The model above could also be written in R longhand as:
mod3<-lm(X15N~Age+Whale+Age:Whale,data=Whales)
The {*} symbol is simply short hand for this. It does not imply multiplication. The interaction component is Age:Whale. Don’t confuse statistical interactions with ecological interactions such so those that occur in a food web. A statistical interaction implies that we need to know additional information in order to predict something. For example if an experiment showed an interaction between nitrogen fertilizer level and soil type we could not be sure that adding nitrogen always enhances growth in the same way. Perhaps it has no effect at all when applied to heavy clay soils, although it increases growth generally. Finding interactions suggest complexity. This can often be interesting in itself.
The model with interactions can be plotted using ggplots as a series of individual regression lines for each whale. Notice that the slope differs between each of the panels.
g0<-ggplot(data=Whales,aes(x=Age,y=X15N,group=Whale))
g1<-g0+geom_point()+ labs(y = ylabel,x=xlabel) +geom_smooth(method="lm")
g1+facet_wrap("Whale")
Analysis of covariance is often used when there are a small number of factor levels. If we had two or three whales either subsetting for each whale or analysis of covariance would be the only appropriate methods. There would not be enough replication to think about the data as having been drawn from a larger population of whales that it could represent. Each case would be treated as being distinct. However, as we get more data analysis of covariance becomes clumsy and less appropriate as a technique. We can see that in this example. A mixed effects model treats each level of a factor as a random effect. This is a powerful technique when we have enough data as we are effectively trying to draw out some underlying population level pattern, which we may want to use when comparing the response of each individual. Mixed effects modelling also has some advantages for data sets with missing data or unbalanced numbers of observations for each group.
The example was adapted from Zuur’s book on mixed effects models. Mixed effects are also known as hierarchical models. It is important to be aware of the potential usefulness of such models and the difference between fixed and random effects. The last model we fitted used a regression equation for each whale in turn. This approach assumes the identity of the whale is a fixed factor. We need to know each whale’s name in order to use the model! If we want to generalise for all whales we would be much better to think of the whales as compromising a random sample from all the whales that we might have found.

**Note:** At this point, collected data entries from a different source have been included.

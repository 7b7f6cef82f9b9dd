//! Rates: a decimal amount per unit period.

use rust_decimal::Decimal;
use serde::{Deserialize, Serialize};
use std::fmt;
use std::hash::{Hash, Hasher};
use std::str::FromStr;

use crate::error::{CadenceError, CadenceResult};
use crate::types::{Duration, RoundingPolicy};

/// An amount per unit of time, such as "1000 per 1 hour".
///
/// Applying a rate to a duration ([`TimeRate::over`]) yields the absolute
/// amount accrued over that duration. Exactness is the default; any
/// rounding has to be requested through a [`RoundingPolicy`].
///
/// # Example
///
/// ```rust
/// use cadence_core::types::{Duration, RoundingPolicy, TimeRate};
/// use rust_decimal_macros::dec;
///
/// let wage = TimeRate::new(dec!(1000), Duration::hours(1)).unwrap();
/// assert_eq!(wage.over(&Duration::hours(3)).unwrap(), dec!(3000));
///
/// let slow = TimeRate::new(dec!(10), Duration::hours(3)).unwrap();
/// assert!(slow.over(&Duration::hours(1)).is_err());
/// assert_eq!(
///     slow.over_with(&Duration::hours(1), 2, RoundingPolicy::HalfUp).unwrap(),
///     dec!(3.33)
/// );
/// ```
#[derive(Debug, Clone, Copy, Serialize, Deserialize)]
#[serde(try_from = "RawTimeRate", into = "RawTimeRate")]
pub struct TimeRate {
    quantity: Decimal,
    unit: Duration,
}

/// Unvalidated serde shape of a [`TimeRate`].
#[derive(Serialize, Deserialize)]
struct RawTimeRate {
    quantity: Decimal,
    unit: Duration,
}

impl TimeRate {
    /// Creates a rate of `quantity` per `unit`.
    ///
    /// # Errors
    ///
    /// Returns `CadenceError::DivisionByZero` if `unit` has zero length.
    pub fn new(quantity: Decimal, unit: Duration) -> CadenceResult<Self> {
        if unit.is_zero() {
            return Err(CadenceError::division_by_zero(format!(
                "rate of {quantity} per {unit}"
            )));
        }
        Ok(Self { quantity, unit })
    }

    /// Creates a rate from a decimal string, preserving its scale.
    ///
    /// # Errors
    ///
    /// Returns `CadenceError::MissingArgument` for an empty string,
    /// `CadenceError::InvalidNumber` if it is not a decimal, and the errors
    /// of [`TimeRate::new`].
    pub fn parse(quantity: &str, unit: Duration) -> CadenceResult<Self> {
        let trimmed = quantity.trim();
        if trimmed.is_empty() {
            return Err(CadenceError::missing_argument("quantity"));
        }
        let quantity =
            Decimal::from_str(trimmed).map_err(|_| CadenceError::invalid_number(trimmed))?;
        Self::new(quantity, unit)
    }

    /// Creates a rate from a binary floating point quantity, keeping as much
    /// of its exact expansion as a `Decimal` can hold.
    ///
    /// # Errors
    ///
    /// Returns `CadenceError::InvalidNumber` for NaN, infinities, or values
    /// out of `Decimal` range, and the errors of [`TimeRate::new`].
    pub fn from_f64(quantity: f64, unit: Duration) -> CadenceResult<Self> {
        let quantity = Decimal::from_f64_retain(quantity)
            .ok_or_else(|| CadenceError::invalid_number(quantity.to_string()))?;
        Self::new(quantity, unit)
    }

    /// Returns the amount per unit period.
    #[must_use]
    pub fn quantity(&self) -> Decimal {
        self.quantity
    }

    /// Returns the unit period.
    #[must_use]
    pub fn unit(&self) -> Duration {
        self.unit
    }

    /// Number of fractional digits carried by the quantity.
    #[must_use]
    pub fn scale(&self) -> u32 {
        self.quantity.scale()
    }

    /// Amount accrued over `duration`, without any rounding.
    ///
    /// The result has the rate's own [`scale`](Self::scale).
    ///
    /// # Errors
    ///
    /// - `CadenceError::IncompatibleUnit` if `duration` cannot be measured in
    ///   the rate's unit family
    /// - `CadenceError::InexactDivision` if the amount does not terminate at
    ///   the rate's scale
    pub fn over(&self, duration: &Duration) -> CadenceResult<Decimal> {
        self.over_with(duration, self.scale(), RoundingPolicy::Unnecessary)
    }

    /// Amount accrued over `duration`, rounded at the rate's own scale.
    ///
    /// # Errors
    ///
    /// As [`TimeRate::over_with`].
    pub fn over_rounded(&self, duration: &Duration, policy: RoundingPolicy) -> CadenceResult<Decimal> {
        self.over_with(duration, self.scale(), policy)
    }

    /// Amount accrued over `duration`, shaped to `scale` digits by `policy`.
    ///
    /// # Errors
    ///
    /// - `CadenceError::IncompatibleUnit` across unit families
    /// - `CadenceError::InexactDivision` if `policy` is `Unnecessary` and the
    ///   amount does not terminate at `scale`
    /// - `CadenceError::InvalidScale` / `CadenceError::Overflow` from the
    ///   rounding step
    pub fn over_with(
        &self,
        duration: &Duration,
        scale: u32,
        policy: RoundingPolicy,
    ) -> CadenceResult<Decimal> {
        let amount = duration
            .divided_by(&self.unit)?
            .times_decimal(self.quantity)?;
        policy.apply(amount, scale)
    }
}

impl PartialEq for TimeRate {
    /// Structural: `1000` and `1000.0` per hour are different rates.
    fn eq(&self, other: &Self) -> bool {
        self.quantity.mantissa() == other.quantity.mantissa()
            && self.quantity.scale() == other.quantity.scale()
            && self.unit == other.unit
    }
}

impl Eq for TimeRate {}

impl Hash for TimeRate {
    fn hash<H: Hasher>(&self, state: &mut H) {
        self.quantity.mantissa().hash(state);
        self.quantity.scale().hash(state);
        self.unit.hash(state);
    }
}

impl fmt::Display for TimeRate {
    fn fmt(&self, f: &mut fmt::Formatter<'_>) -> fmt::Result {
        write!(f, "{} per {}", self.quantity, self.unit)
    }
}

impl TryFrom<RawTimeRate> for TimeRate {
    type Error = CadenceError;

    fn try_from(raw: RawTimeRate) -> Result<Self, Self::Error> {
        TimeRate::new(raw.quantity, raw.unit)
    }
}

impl From<TimeRate> for RawTimeRate {
    fn from(rate: TimeRate) -> Self {
        RawTimeRate {
            quantity: rate.quantity,
            unit: rate.unit,
        }
    }
}

#[cfg(test)]
mod tests {
    use super::*;
    use rust_decimal_macros::dec;
    use std::collections::HashSet;

    #[test]
    fn test_hourly_wage() {
        let rate = TimeRate::new(dec!(1000), Duration::hours(1)).unwrap();
        assert_eq!(rate.over(&Duration::hours(3)).unwrap(), dec!(3000));
    }

    #[test]
    fn test_over_mixed_units() {
        let rate = TimeRate::new(dec!(1000), Duration::hours(1)).unwrap();
        assert_eq!(rate.over(&Duration::minutes(90)).unwrap(), dec!(1500));
        assert_eq!(rate.over(&Duration::days(1)).unwrap(), dec!(24000));
    }

    #[test]
    fn test_over_non_terminating() {
        let rate = TimeRate::new(dec!(10), Duration::hours(3)).unwrap();
        let err = rate.over(&Duration::hours(1)).unwrap_err();
        assert!(err.requires_rounding());
        assert_eq!(
            rate.over_rounded(&Duration::hours(1), RoundingPolicy::Down).unwrap(),
            dec!(3)
        );
        assert_eq!(
            rate.over_with(&Duration::hours(1), 4, RoundingPolicy::HalfEven).unwrap(),
            dec!(3.3333)
        );
    }

    #[test]
    fn test_over_keeps_rate_scale() {
        let rate = TimeRate::parse("12.50", Duration::days(1)).unwrap();
        assert_eq!(rate.scale(), 2);
        let amount = rate.over(&Duration::weeks(1)).unwrap();
        assert_eq!(amount.to_string(), "87.50");
    }

    #[test]
    fn test_over_needs_more_digits_than_rate_scale() {
        // 1/2 hour of 1 per hour is 0.5, which does not fit scale 0
        let rate = TimeRate::new(dec!(1), Duration::hours(1)).unwrap();
        assert!(rate.over(&Duration::minutes(30)).is_err());
        assert_eq!(
            rate.over_with(&Duration::minutes(30), 1, RoundingPolicy::Unnecessary).unwrap(),
            dec!(0.5)
        );
    }

    #[test]
    fn test_over_incompatible_units() {
        let rate = TimeRate::new(dec!(100), Duration::months(1)).unwrap();
        assert!(matches!(
            rate.over(&Duration::days(30)),
            Err(CadenceError::IncompatibleUnit { .. })
        ));
        assert_eq!(rate.over(&Duration::years(1)).unwrap(), dec!(1200));
    }

    #[test]
    fn test_zero_unit_rejected() {
        assert!(matches!(
            TimeRate::new(dec!(1), Duration::hours(0)),
            Err(CadenceError::DivisionByZero { .. })
        ));
    }

    #[test]
    fn test_parse_errors() {
        assert!(matches!(
            TimeRate::parse("  ", Duration::hours(1)),
            Err(CadenceError::MissingArgument { .. })
        ));
        assert!(matches!(
            TimeRate::parse("ten", Duration::hours(1)),
            Err(CadenceError::InvalidNumber { .. })
        ));
    }

    #[test]
    fn test_from_f64() {
        let rate = TimeRate::from_f64(0.5, Duration::seconds(1)).unwrap();
        assert_eq!(rate.quantity(), dec!(0.5));
        assert!(TimeRate::from_f64(f64::NAN, Duration::seconds(1)).is_err());
    }

    #[test]
    fn test_float_rate_over_its_own_unit() {
        let rate = TimeRate::from_f64(0.1, Duration::hours(1)).unwrap();
        assert_eq!(rate.scale(), 28);
        assert_eq!(rate.over(&Duration::hours(1)).unwrap(), rate.quantity());
        assert_eq!(
            rate.over(&Duration::minutes(120)).unwrap(),
            rate.quantity() * dec!(2)
        );
        assert_eq!(
            rate.over_with(&Duration::hours(3), 2, RoundingPolicy::HalfUp).unwrap(),
            dec!(0.30)
        );
    }

    #[test]
    fn test_high_scale_rate() {
        let rate = TimeRate::new(dec!(1.00000000000000000001), Duration::hours(1)).unwrap();
        assert_eq!(rate.scale(), 20);
        assert_eq!(rate.over(&Duration::hours(1)).unwrap(), rate.quantity());
        assert_eq!(
            rate.over(&Duration::hours(3)).unwrap(),
            dec!(3.00000000000000000003)
        );
        assert!(rate.over(&Duration::minutes(20)).unwrap_err().requires_rounding());
    }

    #[test]
    fn test_structural_equality() {
        let a = TimeRate::parse("1000", Duration::hours(1)).unwrap();
        let b = TimeRate::new(dec!(1000), Duration::hours(1)).unwrap();
        let c = TimeRate::parse("1000.0", Duration::hours(1)).unwrap();
        let d = TimeRate::new(dec!(1000), Duration::minutes(60)).unwrap();
        assert_eq!(a, b);
        assert_ne!(a, c);
        assert_ne!(a, d);

        let set: HashSet<TimeRate> = [a, b, c, d].into_iter().collect();
        assert_eq!(set.len(), 3);
    }

    #[test]
    fn test_display() {
        let rate = TimeRate::new(dec!(1000), Duration::hours(1)).unwrap();
        assert_eq!(rate.to_string(), "1000 per 1 hour");
        let rate = TimeRate::parse("2.5", Duration::weeks(2)).unwrap();
        assert_eq!(rate.to_string(), "2.5 per 2 weeks");
    }

    #[test]
    fn test_serde_validates() {
        let rate = TimeRate::parse("1.25", Duration::days(1)).unwrap();
        let json = serde_json::to_string(&rate).unwrap();
        let parsed: TimeRate = serde_json::from_str(&json).unwrap();
        assert_eq!(parsed, rate);

        let bad = r#"{"quantity":"1","unit":{"quantity":0,"unit":"day"}}"#;
        assert!(serde_json::from_str::<TimeRate>(bad).is_err());
    }
}
//! # Cadence Core
//!
//! Exact temporal quantities, rate-based derivations, and annual recurrence
//! rules.
//!
//! This crate provides:
//!
//! - **Types**: [`Duration`] in mixed time units, exact [`Ratio`]s, [`TimeRate`]s
//!   and the [`RoundingPolicy`] that is the single source of precision decisions
//! - **Calendar**: day-granularity dates, months and half-open intervals
//! - **Recurrence**: the [`DateSpecification`] contract and its once-a-year
//!   instantiation, [`AnnualDateSpecification`]
//!
//! ## Design Philosophy
//!
//! - **Exact by default**: division yields a [`Ratio`]; decimals only appear
//!   after an explicit rounding policy (or an exactness assertion)
//! - **Immutable values**: everything is constructed once and never mutated
//! - **Fail loudly**: cross-family unit mixing and inexact results are errors,
//!   never silent approximations
//!
//! ## Example
//!
//! ```rust
//! use cadence_core::prelude::*;
//! use rust_decimal_macros::dec;
//!
//! let rate = TimeRate::new(dec!(1000), Duration::hours(1)).unwrap();
//! assert_eq!(rate.over(&Duration::hours(3)).unwrap(), dec!(3000));
//!
//! let new_year = AnnualDateSpecification::fixed(1, 1).unwrap();
//! let span = CalendarInterval::years(2024, 2).unwrap();
//! assert_eq!(new_year.iterate_over(&span).count(), 2);
//! ```

#![warn(missing_docs)]
#![warn(clippy::all)]
#![warn(clippy::pedantic)]
#![allow(clippy::module_name_repetitions)]
#![allow(clippy::missing_errors_doc)]
#![allow(clippy::missing_panics_doc)]
#![allow(clippy::must_use_candidate)]
#![allow(clippy::doc_markdown)]
#![allow(clippy::cast_possible_wrap)]
#![allow(clippy::cast_possible_truncation)]
#![allow(clippy::return_self_not_must_use)]
#![allow(clippy::trivially_copy_pass_by_ref)]

pub mod calendar;
pub mod error;
pub mod recurrence;
pub mod types;

#[cfg(test)]
mod validation_tests;

/// Prelude module for convenient imports.
pub mod prelude {
    pub use crate::calendar::{CalendarDate, CalendarInterval, CalendarMonth, DateRange};
    pub use crate::error::{CadenceError, CadenceResult};
    pub use crate::recurrence::{AnnualDateSpecification, DateSpecification, Occurrences};
    pub use crate::types::{Duration, Ratio, RoundingPolicy, TimeRate, TimeUnit, TimeUnitFamily};
}

// Re-export commonly used types at crate root
pub use calendar::{CalendarDate, CalendarInterval};
pub use error::{CadenceError, CadenceResult};
pub use recurrence::{AnnualDateSpecification, DateSpecification};
pub use types::{Duration, Ratio, RoundingPolicy, TimeRate, TimeUnit};
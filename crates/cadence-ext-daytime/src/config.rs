//! Daytime client configuration.

use std::path::Path;
use std::time::Duration;

use serde::{Deserialize, Serialize};

use cadence_traits::error::TraitError;

/// Shortest reply that still contains a full timestamp.
pub const MIN_BUFFER_SIZE: usize = 24;

/// Daytime client configuration.
#[derive(Debug, Clone, PartialEq, Eq, Serialize, Deserialize)]
pub struct DaytimeConfig {
    /// Server host name or address
    #[serde(default = "default_host")]
    pub host: String,

    /// Server port
    #[serde(default = "default_port")]
    pub port: u16,

    /// Upper bound on connect plus read, in milliseconds
    #[serde(default = "default_timeout_ms")]
    pub timeout_ms: u64,

    /// Maximum number of reply bytes read
    #[serde(default = "default_buffer_size")]
    pub buffer_size: usize,
}

fn default_host() -> String {
    "time.nist.gov".to_string()
}

fn default_port() -> u16 {
    13
}

fn default_timeout_ms() -> u64 {
    10_000
}

fn default_buffer_size() -> usize {
    256
}

impl Default for DaytimeConfig {
    fn default() -> Self {
        Self {
            host: default_host(),
            port: default_port(),
            timeout_ms: default_timeout_ms(),
            buffer_size: default_buffer_size(),
        }
    }
}

impl DaytimeConfig {
    /// Configuration for `host:port` with every other field defaulted.
    pub fn for_server(host: impl Into<String>, port: u16) -> Self {
        Self {
            host: host.into(),
            port,
            ..Self::default()
        }
    }

    /// Load configuration from a TOML file.
    pub fn from_file(path: impl AsRef<Path>) -> Result<Self, TraitError> {
        let path = path.as_ref();
        tracing::debug!(path = %path.display(), "loading daytime configuration");
        let content = std::fs::read_to_string(path)?;
        Self::from_toml_str(&content)
    }

    /// Parse and validate configuration from TOML text.
    pub fn from_toml_str(content: &str) -> Result<Self, TraitError> {
        let config: Self =
            toml::from_str(content).map_err(|e| TraitError::ConfigError(e.to_string()))?;
        config.validate()?;
        Ok(config)
    }

    /// Reject settings no connection could work with.
    pub fn validate(&self) -> Result<(), TraitError> {
        if self.host.trim().is_empty() {
            return Err(TraitError::ConfigError("host must not be empty".into()));
        }
        if self.port == 0 {
            return Err(TraitError::ConfigError("port must be non-zero".into()));
        }
        if self.timeout_ms == 0 {
            return Err(TraitError::ConfigError("timeout_ms must be non-zero".into()));
        }
        if self.buffer_size < MIN_BUFFER_SIZE {
            return Err(TraitError::ConfigError(format!(
                "buffer_size {} is below the {MIN_BUFFER_SIZE} bytes of a timestamp",
                self.buffer_size
            )));
        }
        Ok(())
    }

    /// The timeout as a `std::time::Duration`.
    pub fn timeout(&self) -> Duration {
        Duration::from_millis(self.timeout_ms)
    }
}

The following R code uses a mixed effects model approach to fit a separate regression line for each whale. To cut a long story short, and to simplify the overall idea, you may think of the result as being rather similar to taking the mean slope and intercept from all the individual regressions and finding confidence intervals for the pooled result. This was a traditional way of analysing data of this type and it is still used by some researchers. It is not “wrong” in essence, but modern methods are both easier to apply and more formally correct due to the manner in which unbalanced samples are handled. Look at the plot we produced for a regression fitted to each whale to get an idea of what the model is based on. Imagine averaging the slopes and intercepts shown in this figure in order to get an intuitive idea of the basis for the model.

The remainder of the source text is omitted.